Increasing nut consumption by half a serving a day was associated with a lower risk of putting on 2 or more kilos over any 4 year period. And a daily half serving increase in walnut consumption was associated with a 15% lower risk of obesity.
Substituting processed meats, refined grains, or desserts, including chocolates, pastries, pies and donuts, for half a serving of nuts was associated with staving off weight gain of between 0.41 and 0.70 kg in any 4 year period.
Within any 4 year period, upping daily nut consumption from none to at least half a serving was associated with staving off 0.74 kg in weight, a lower risk of moderate weight gain, and a 16% lower risk of obesity, compared with not eating any nuts.
And a consistently higher nut intake of at least half a serving a day was associated with a 23% lower risk of putting on 5 or more kilos and of becoming obese over the same timeframe.
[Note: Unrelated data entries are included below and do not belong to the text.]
//! Fixed-point asset/share conversions
//!
//! An exchange rate is the amount of assets one whole share redeems for,
//! scaled by `10^decimals`. Both directions round down, matching ERC-4626
//! integer division, so the two conversions are not exact inverses.

use alloy::primitives::U256;

/// `10^decimals` as a `U256`, `None` past 77 decimals where it no longer fits
pub fn decimals_scale(decimals: u8) -> Option<U256> {
    U256::from(10u64).checked_pow(U256::from(decimals))
}

/// Convert a share amount into assets: `floor(shares * rate / 10^decimals)`
///
/// Returns zero when `10^decimals` does not fit in 256 bits.
pub fn get_assets_from_shares(shares: U256, exchange_rate: U256, decimals: u8) -> U256 {
    let Some(scale) = decimals_scale(decimals) else {
        return U256::ZERO;
    };

    match shares.checked_mul(exchange_rate) {
        Some(product) => product / scale,
        // Split the division when the full product does not fit in 256 bits
        None => {
            let whole = (shares / scale).saturating_mul(exchange_rate);
            let fraction = (shares % scale).saturating_mul(exchange_rate) / scale;
            whole.saturating_add(fraction)
        }
    }
}

/// Convert an asset amount into shares: `floor(assets * 10^decimals / rate)`
///
/// Returns zero for a zero exchange rate or an unrepresentable `10^decimals`.
pub fn get_shares_from_assets(assets: U256, exchange_rate: U256, decimals: u8) -> U256 {
    if exchange_rate.is_zero() {
        return U256::ZERO;
    }
    let Some(scale) = decimals_scale(decimals) else {
        return U256::ZERO;
    };

    match assets.checked_mul(scale) {
        Some(product) => product / exchange_rate,
        None => {
            let whole = (assets / exchange_rate).saturating_mul(scale);
            let fraction = (assets % exchange_rate).saturating_mul(scale) / exchange_rate;
            whole.saturating_add(fraction)
        }
    }
}
//! Integration tests for configuration loading

use prize_savings::config::{Config, MULTICALL3_ADDRESS};

#[test]
fn test_example_config_parses() {
    let config: Config = toml::from_str(include_str!("../../config.toml.example")).unwrap();
    let registry = config.registry();

    assert!(!registry.is_empty());
    assert_eq!(registry.rpc_url(10), Some("https://mainnet.optimism.io"));
    assert_eq!(registry.multicall_address(42161), MULTICALL3_ADDRESS);
    assert_eq!(config.subgraph.page_size, 1000);
}

#[test]
fn test_chains_listed_by_id() {
    let config: Config = toml::from_str(include_str!("../../config.toml.example")).unwrap();
    let ids: Vec<u64> = config.registry().chains().iter().map(|c| c.id).collect();

    let mut sorted = ids.clone();
    sorted.sort_unstable();
    assert_eq!(ids, sorted);
}
//! Call descriptors and parameter validation

use super::MulticallError;
use alloy::dyn_abi::{DynSolValue, JsonAbiExt};
use alloy::json_abi::{Function, JsonAbi};
use alloy::primitives::{Address, Bytes};

/// A function name and its arguments, resolved against an ABI at batch time
#[derive(Debug, Clone, PartialEq)]
pub struct FunctionCall {
    pub function_name: String,
    pub args: Vec<DynSolValue>,
}

impl FunctionCall {
    pub fn new(function_name: impl Into<String>, args: Vec<DynSolValue>) -> Self {
        Self {
            function_name: function_name.into(),
            args,
        }
    }

    /// A call without arguments
    pub fn bare(function_name: impl Into<String>) -> Self {
        Self::new(function_name, Vec::new())
    }
}

/// A fully specified call: its own target address and ABI
#[derive(Debug, Clone)]
pub struct ContractCall<'a> {
    pub address: String,
    pub abi: &'a JsonAbi,
    pub call: FunctionCall,
}

impl<'a> ContractCall<'a> {
    pub fn new(address: impl Into<String>, abi: &'a JsonAbi, call: FunctionCall) -> Self {
        Self {
            address: address.into(),
            abi,
            call,
        }
    }
}

/// A validated call ready to be dispatched
#[derive(Debug, Clone)]
pub(crate) struct PreparedCall {
    pub address: Address,
    pub function: Function,
    pub call_data: Bytes,
}

/// Parse a `0x`-prefixed 20-byte hex address
///
/// Mixed-case input must carry a valid EIP-55 checksum.
pub fn parse_address(chain_id: u64, raw: &str) -> Result<Address, MulticallError> {
    let body = raw
        .strip_prefix("0x")
        .ok_or_else(|| {
            MulticallError::invalid(chain_id, format!("address {raw:?} is missing 0x prefix"))
        })?;

    if body.len() != 40 {
        return Err(MulticallError::invalid(
            chain_id,
            format!("address {raw:?} is not 20 bytes"),
        ));
    }

    let address: Address = raw
        .parse()
        .map_err(|e| MulticallError::invalid(chain_id, format!("address {raw:?}: {e}")))?;

    let has_upper = body.chars().any(|c| c.is_ascii_uppercase());
    let has_lower = body.chars().any(|c| c.is_ascii_lowercase());
    if has_upper && has_lower && address.to_checksum(None) != raw {
        return Err(MulticallError::invalid(
            chain_id,
            format!("address {raw:?} has an invalid checksum"),
        ));
    }

    Ok(address)
}

/// Resolve a call against an ABI and encode its calldata
pub(crate) fn prepare_call(
    chain_id: u64,
    address: Address,
    abi: &JsonAbi,
    call: &FunctionCall,
) -> Result<PreparedCall, MulticallError> {
    let overloads = abi.function(&call.function_name).ok_or_else(|| {
        MulticallError::invalid(
            chain_id,
            format!("function {} not found in ABI", call.function_name),
        )
    })?;

    let function = overloads
        .iter()
        .find(|f| f.inputs.len() == call.args.len())
        .ok_or_else(|| {
            MulticallError::invalid(
                chain_id,
                format!(
                    "no overload of {} takes {} arguments",
                    call.function_name,
                    call.args.len()
                ),
            )
        })?;

    let call_data = function.abi_encode_input(&call.args).map_err(|e| {
        MulticallError::invalid(
            chain_id,
            format!("cannot encode arguments for {}: {e}", call.function_name),
        )
    })?;

    Ok(PreparedCall {
        address,
        function: function.clone(),
        call_data: call_data.into(),
    })
}
use clap::Parser;
use prize_savings::cli::{Cli, Commands};
use prize_savings::config::Config;

#[tokio::main]
async fn main() -> anyhow::Result<()> {
    let cli = Cli::parse();

    // Load configuration
    let config = match Config::load(&cli.config) {
        Ok(config) => config,
        Err(e) => {
            eprintln!("Warning: Could not load config from {}: {}", cli.config, e);
            eprintln!("Using default configuration");
            toml::from_str(include_str!("../config.toml.example"))?
        }
    };

    // Initialize telemetry
    let _telemetry = prize_savings::telemetry::init_telemetry(&config.telemetry)?;

    match cli.command {
        Commands::Odds(args) => args.execute().await?,
        Commands::Vault(args) => args.execute(&config).await?,
        Commands::Draws(args) => {
            tracing::info!(chain_id = args.chain, "Fetching draws");
            args.execute(&config).await?;
        }
        Commands::Prizes(args) => {
            tracing::info!(chain_id = args.chain, user = %args.user, "Fetching user prizes");
            args.execute(&config).await?;
        }
        Commands::Observations(args) => {
            tracing::info!(chain_id = args.chain, user = %args.user, "Fetching user observations");
            args.execute(&config).await?;
        }
        Commands::Wallets(args) => {
            tracing::info!(chain_id = args.chain, "Fetching wallet addresses");
            args.execute(&config).await?;
        }
        Commands::Config => {
            println!("Current configuration:");
            println!(
                "  Subgraph: page size {}, timeout {}s",
                config.subgraph.page_size, config.subgraph.timeout_secs
            );
            println!("  RPC: timeout {}s", config.rpc.timeout_secs);

            let registry = config.registry();
            if registry.is_empty() {
                println!("  No chains configured");
            }
            for chain in registry.chains() {
                println!("  Chain {} ({})", chain.id, chain.name);
                println!("    RPC:       {}", chain.rpc_url.as_deref().unwrap_or("-"));
                println!("    Subgraph:  {}", chain.subgraph_url.as_deref().unwrap_or("-"));
                println!("    Multicall: {}", chain.multicall_address);
            }
        }
    }

    Ok(())
}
No such associations were observed for increases in peanut butter intake.
The findings held true after taking account of changes in diet and lifestyle, such as exercise and alcohol intake.
This is an observational study, and as such, can’t establish cause. And the data relied on personal report, which may have affected accuracy, while only white, relatively affluent health professionals were included, so the findings may not be more widely applicable.
But the findings echo those of previous observational studies, note the researchers, who attempt to explain the associations they found.
Chewing nuts takes some effort, leaving less energy for eating other things, they suggest, while the high fiber content of nuts can delay stomach emptying so making a person feel sated and full for longer.
Nut fiber also binds well to fats in the gut, meaning that more calories are excreted. And there is some evidence that the high unsaturated fat content of nuts increases resting energy expenditure, which may also help to stave off weight gain.
Snacking on a handful of nuts rather than biscuits or crisps may help to ward off the weight gain that often accompanies aging and is a relatively manageable way of helping to curb the onset of obesity, they suggest.
And a nut habit is likely to be good for the planet, they add. “In addition to the impact on human health, using environmentally friendly plant-based protein, such as nuts and seeds to replace animal sources of protein may contribute to the promotion of a global sustainable food system,” they write.
Reference: “Changes in nut consumption influence long-term weight change in US men and women” by Xiaoran Liu, Yanping Li, Marta Guasch-Ferré, Walter C Willett, Jean-Philippe Drouin-Chartier, Shilpa N Bhupathiraju and Deirdre K Tobias, 23 September 2019, BMJ Nutrition, Prevention & Health.